Manual prompt engineering is fragile, tedious, and doesn't scale. Every time you tweak a prompt, you're guessing. DSPy replaces this guesswork with a programmatic framework: you declare what you want (signatures), compose how it flows (modules), and let a compiler optimize the actual prompts automatically.
Coming from Software Engineering? DSPy is like a compiler for prompts -- you write the spec, it generates the optimized implementation. Think of it as the difference between writing assembly by hand vs. writing C and letting GCC optimize. You declare intent with type signatures, compose modules like functions, and the compiler (optimizer) searches for the best few-shot examples and instructions. If you've used SQLAlchemy (declare schema, engine generates SQL), DSPy follows the same philosophy.
Where this fits (as of 2026 — verify): DSPy shines when few-shot selection is manual or you're optimizing prompts at scale. Modern models handle a lot of that natively, so for most apps, careful prompting (Day 94) plus A/B testing (Day 58) are enough. Treat DSPy as an advanced power tool, not a prerequisite for the rest of the course.
Why DSPy?
The Core Problem with Manual Prompting
| Aspect | Manual Prompting | DSPy |
|---|---|---|
| Optimization | Trial and error | Systematic search |
| Portability | Tied to one model | Recompile for new model |
| Reproducibility | Copy-paste prompts | Version-controlled code |
| Few-shot examples | Hand-picked | Automatically selected |
| Maintenance | Rewrite on model change | Recompile |
Signatures: Declaring Input/Output Specs
A signature is a concise declaration of what a module should do -- its inputs and outputs:
# script_id: day_017_dspy/inline_signature
import dspy
# DSPy uses litellm-style "provider/model" IDs (e.g. openai/...), distinct from the bare IDs used when calling SDKs directly.
lm = dspy.LM("openai/gpt-4o-mini")
dspy.configure(lm=lm)
# Simple inline signature: "input_field -> output_field"
# This tells DSPy: take a sentence, produce a sentiment label.
classify = dspy.Predict("sentence -> sentiment")
result = classify(sentence="DSPy makes prompt engineering obsolete!")
print(result.sentiment) # "positive"
Class-Based Signatures for More Control
# script_id: day_017_dspy/class_based_signature
import dspy
class FactCheck(dspy.Signature):
"""Verify whether a claim is supported by the provided context."""
context: str = dspy.InputField(desc="Reference text with known facts")
claim: str = dspy.InputField(desc="The claim to verify")
verdict: str = dspy.OutputField(desc="'supported', 'refuted', or 'not enough info'")

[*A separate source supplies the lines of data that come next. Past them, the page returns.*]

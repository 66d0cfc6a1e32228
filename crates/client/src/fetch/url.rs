//! URL canonicalization and resolution against the network origin.

use url::Url;

/// Error type for URL canonicalization failures.
#[derive(Debug, Clone, thiserror::Error)]
pub enum UrlError {
    #[error("empty URL")]
    Empty,

    #[error("unsupported scheme: {0}")]
    UnsupportedScheme(String),

    #[error("invalid URL: {0}")]
    InvalidUrl(String),
}

/// Canonicalize an absolute URL string so equal resources share a cache key.
///
/// Normalization steps:
/// 1. Trim leading/trailing whitespace
/// 2. Default scheme to https:// if missing
/// 3. Lowercase the host
/// 4. Remove fragment (#...)
/// 5. Keep query string intact (do not reorder)
pub fn canonicalize(input: &str) -> Result<Url, UrlError> {
    let trimmed = input.trim();

    if trimmed.is_empty() {
        return Err(UrlError::Empty);
    }

    let url_str = if trimmed.contains("://") { trimmed.to_string() } else { format!("https://{trimmed}") };

    let mut parsed = Url::parse(&url_str).map_err(|e| UrlError::InvalidUrl(e.to_string()))?;

    match parsed.scheme() {
        "http" | "https" => {}
        scheme => return Err(UrlError::UnsupportedScheme(scheme.to_string())),
    }

    if let Some(host) = parsed.host_str() {
        let host = host.to_lowercase();
        parsed
            .set_host(Some(&host))
            .map_err(|e| UrlError::InvalidUrl(e.to_string()))?;
    }

    parsed.set_fragment(None);

    Ok(parsed)
}

/// Resolve a path (`/admin/index.html`) or absolute URL against the origin.
pub fn resolve(origin: &Url, target: &str) -> Result<Url, UrlError> {
    let trimmed = target.trim();

    if trimmed.is_empty() {
        return Err(UrlError::Empty);
    }

    if trimmed.contains("://") {
        return canonicalize(trimmed);
    }

    let mut joined = origin.join(trimmed).map_err(|e| UrlError::InvalidUrl(e.to_string()))?;
    joined.set_fragment(None);
    Ok(joined)
}
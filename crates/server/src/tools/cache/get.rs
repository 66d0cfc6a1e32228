//! cache_get tool implementation.
//!
//! Retrieves a cached response by URL.

use rmcp::{ErrorData as McpError, model::CallToolResult};
use schemars::JsonSchema;
use serde::{Deserialize, Serialize};
use shellcache_client::resolve;
use shellcache_core::{Error, ProxyRequest};
use url::Url;

use crate::context::ServerContext;
use crate::error::ToolError;
use crate::tools::json_result;

/// Parameters for the cache_get tool.
#[derive(Debug, Clone, Serialize, Deserialize, JsonSchema)]
pub struct CacheGetParams {
    /// URL or origin-relative path of the cached GET request.
    pub url: String,

    /// Generation to read from. Defaults to the active generation, or to
    /// every stored generation (oldest first) when none is active.
    #[serde(default)]
    pub generation: Option<String>,
}

/// Output from the cache_get tool.
#[derive(Debug, Clone, Serialize, Deserialize, JsonSchema)]
pub struct CacheGetOutput {
    pub url: String,
    pub generation: Option<String>,
    pub status: u16,
    pub content_type: Option<String>,
    /// Body decoded as UTF-8 (lossy).
    pub body: String,
}

/// Implementation of the cache_get tool.
pub async fn get_impl(ctx: &ServerContext, params: CacheGetParams) -> Result<CallToolResult, McpError> {
    let origin = Url::parse(&ctx.config().origin).map_err(|e| Error::InvalidUrl(e.to_string()))?;
    let url = resolve(&origin, &params.url).map_err(|e| ToolError::InvalidInput(format!("{}: {e}", params.url)))?;
    let request = ProxyRequest::get(url);

    let (generation, hit) = match params.generation {
        Some(generation) => {
            let hit = ctx.db().store(&generation).match_request(&request).await?;
            (Some(generation), hit)
        }
        None => match ctx.host().active().await {
            Some(proxy) => (Some(proxy.generation_id().to_string()), proxy.store().match_request(&request).await?),
            None => (None, ctx.db().match_any(&request).await?),
        },
    };

    let response = hit.ok_or_else(|| Error::CacheMiss(request.url.to_string()))?;

    json_result(&CacheGetOutput {
        url: request.url.to_string(),
        generation,
        status: response.status,
        content_type: response.content_type().map(str::to_string),
        body: response.text(),
    })
}
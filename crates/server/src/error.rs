//! Structured errors for the shellcache MCP tools.
//!
//! Failures of the cache or network surface as `shellcache_core::Error`;
//! these cover problems with the tool call itself.

use rmcp::model::{ErrorCode, ErrorData as McpError};

/// Structured errors for tool arguments and server state.
#[derive(Debug, thiserror::Error)]
pub enum ToolError {
    /// Invalid tool arguments (e.g., unresolvable URL).
    #[error("INVALID_INPUT: {0}")]
    InvalidInput(String),

    /// No generation has been activated yet.
    #[error("NO_ACTIVE_GENERATION")]
    NoActiveGeneration,
}

impl From<ToolError> for McpError {
    fn from(err: ToolError) -> Self {
        let (code, message) = match &err {
            ToolError::InvalidInput(msg) => (-32602, msg.clone()),
            ToolError::NoActiveGeneration => (-32013, "No cache generation is active".to_string()),
        };

        McpError { code: ErrorCode(code), message: message.into(), data: None }
    }
}

#[cfg(test)]
mod tests {
    use super::*;

    #[test]
    fn test_tool_error_codes() {
        let invalid: McpError = ToolError::InvalidInput("bad url".into()).into();
        assert_eq!(invalid.code.0, -32602);

        let inactive: McpError = ToolError::NoActiveGeneration.into();
        assert_eq!(inactive.code.0, -32013);
    }
}
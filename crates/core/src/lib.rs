//! Core types and shared functionality for shellcache.
//!
//! This crate provides:
//! - Generation-tagged response cache with SQLite backend
//! - Request/response model shared by the proxy and the server
//! - Unified error types
//! - Configuration structures

pub mod cache;
pub mod config;
pub mod error;
pub mod message;

pub use cache::{CacheDb, CacheStore, EntryMeta};
pub use config::{AppConfig, ConfigError, DeploymentConfig, ShellApp};
pub use error::Error;
pub use message::{ProxyRequest, ProxyResponse, RequestMode, ResponseSource};
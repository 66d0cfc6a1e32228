//! Worker lifecycle states.

use serde::{Deserialize, Serialize};
use std::fmt;

/// Lifecycle state of one cache proxy generation.
///
/// `Parsed → Installing → Installed → Activating → Activated`, and
/// `Redundant` once superseded or after a failed activation.
#[derive(Debug, Clone, Copy, PartialEq, Eq, Serialize, Deserialize)]
#[serde(rename_all = "snake_case")]
pub enum WorkerState {
    Parsed,
    Installing,
    Installed,
    Activating,
    Activated,
    Redundant,
}

impl WorkerState {
    pub fn as_str(&self) -> &'static str {
        match self {
            WorkerState::Parsed => "parsed",
            WorkerState::Installing => "installing",
            WorkerState::Installed => "installed",
            WorkerState::Activating => "activating",
            WorkerState::Activated => "activated",
            WorkerState::Redundant => "redundant",
        }
    }

    /// Whether the worker may handle fetch events.
    pub fn can_intercept(&self) -> bool {
        matches!(self, WorkerState::Activating | WorkerState::Activated)
    }
}

impl fmt::Display for WorkerState {
    fn fmt(&self, f: &mut fmt::Formatter<'_>) -> fmt::Result {
        f.write_str(self.as_str())
    }
}

#[cfg(test)]
mod tests {
    use super::*;

    #[test]
    fn test_can_intercept() {
        assert!(WorkerState::Activated.can_intercept());
        assert!(WorkerState::Activating.can_intercept());
        assert!(!WorkerState::Installed.can_intercept());
        assert!(!WorkerState::Redundant.can_intercept());
    }

    #[test]
    fn test_serialize() {
        assert_eq!(serde_json::to_string(&WorkerState::Activated).unwrap(), "\"activated\"");
    }
}
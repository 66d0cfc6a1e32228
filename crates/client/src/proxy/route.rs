//! Request classification.

use regex::Regex;
use shellcache_core::ProxyRequest;

/// Why a request is not intercepted.
#[derive(Debug, Clone, Copy, PartialEq, Eq)]
pub enum PassthroughReason {
    /// Only GET requests are cached.
    Method,
    /// Backend API calls must always reach the live origin.
    ApiPattern,
}

/// How the proxy resolves a request.
#[derive(Debug, Clone, Copy, PartialEq, Eq)]
pub enum Route {
    Passthrough(PassthroughReason),
    /// Top-level document: network first.
    Navigation,
    /// Any other GET: cache first.
    Subresource,
}

pub fn classify(request: &ProxyRequest, passthrough: &[Regex]) -> Route {
    if !request.is_get() {
        return Route::Passthrough(PassthroughReason::Method);
    }
    if passthrough.iter().any(|re| re.is_match(request.url.as_str())) {
        return Route::Passthrough(PassthroughReason::ApiPattern);
    }
    if request.is_navigation() { Route::Navigation } else { Route::Subresource }
}
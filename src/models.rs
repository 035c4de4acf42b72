// Data models for TodoStore

use serde::{Deserialize, Serialize};

/// A single to-do item
#[derive(Debug, Clone, PartialEq, Eq, Serialize, Deserialize)]
pub struct Task {
    pub id: String,
    pub title: String,
    pub completed: bool,
}

impl Task {
    /// Create a task that is not yet completed
    pub fn new(id: impl Into<String>, title: impl Into<String>) -> Self {
        Self {
            id: id.into(),
            title: title.into(),
            completed: false,
        }
    }
}
// TodoStore - in-memory task list state with filtered views

pub mod filter;
pub mod models;
pub mod repl;
pub mod store;

// Re-export main types for convenience
pub use filter::Filter;
pub use models::Task;
pub use store::Store;
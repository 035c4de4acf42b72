use std::fs;
use std::path::PathBuf;

use clap::Parser;
use eyre::{Context, Result};
use tracing::info;

use todostore::models::Task;
use todostore::repl::ReplSession;
use todostore::store::Store;

#[derive(Parser)]
#[command(name = "todostore")]
#[command(about = "Interactive to-do list backed by an in-memory task store")]
#[command(version)]
struct Cli {
    /// JSON file with an initial task list (array of {id, title, completed})
    #[arg(short, long)]
    seed: Option<PathBuf>,

    /// Enable debug-level logging
    #[arg(short, long)]
    verbose: bool,
}

fn setup_logging(verbose: bool) {
    let level = if verbose { tracing::Level::DEBUG } else { tracing::Level::WARN };

    // Log to stderr; stdout belongs to the shell
    tracing_subscriber::fmt()
        .with_writer(std::io::stderr)
        .with_env_filter(tracing_subscriber::EnvFilter::from_default_env().add_directive(level.into()))
        .init();
}

fn main() -> Result<()> {
    let cli = Cli::parse();
    setup_logging(cli.verbose);

    let mut store = Store::new();

    if let Some(path) = &cli.seed {
        let raw =
            fs::read_to_string(path).with_context(|| format!("Failed to read seed file {}", path.display()))?;
        let tasks: Vec<Task> = serde_json::from_str(&raw)
            .with_context(|| format!("Failed to parse {} as a task list", path.display()))?;
        info!(count = tasks.len(), "Seeding store from file");
        store.set_tasks(tasks);
    }

    ReplSession::new(store).run()
}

evidence: str = dspy.OutputField(desc="Quote from context supporting the verdict")
# DSPy uses the docstring, field names, and descriptions
# to automatically construct the optimal prompt
Modules: Composing Behavior
Modules wrap signatures with specific prompting strategies:
# script_id: day_017_dspy/modules_predict_cot
import dspy
# Configure the language model
lm = dspy.LM("openai/gpt-4o-mini")
dspy.configure(lm=lm)
# Predict: basic prompt, no reasoning
basic_qa = dspy.Predict("question -> answer")
# ChainOfThought: adds step-by-step reasoning automatically
cot_qa = dspy.ChainOfThought("question -> answer")
# Both have the same signature, but ChainOfThought
# adds a "reasoning" field internally before producing the answer
result = cot_qa(question="What is 15% of 240?")
print(result.reasoning) # "15% means 15/100. 15/100 * 240 = 36"
print(result.answer) # "36"
Building a Multi-Step Program
# script_id: day_017_dspy/multi_hop_qa
import dspy
class MultiHopQA(dspy.Module):
"""Answer questions that require multiple reasoning steps."""
def __init__(self):
super().__init__() # good practice: initialize the dspy.Module base
# Each sub-module handles one step
self.generate_query = dspy.ChainOfThought(
"question -> search_query"
)
self.generate_answer = dspy.ChainOfThought(
"context, question -> answer"
)
def forward(self, question: str) -> dspy.Prediction:
# Step 1: Generate a search query from the question
query_result = self.generate_query(question=question)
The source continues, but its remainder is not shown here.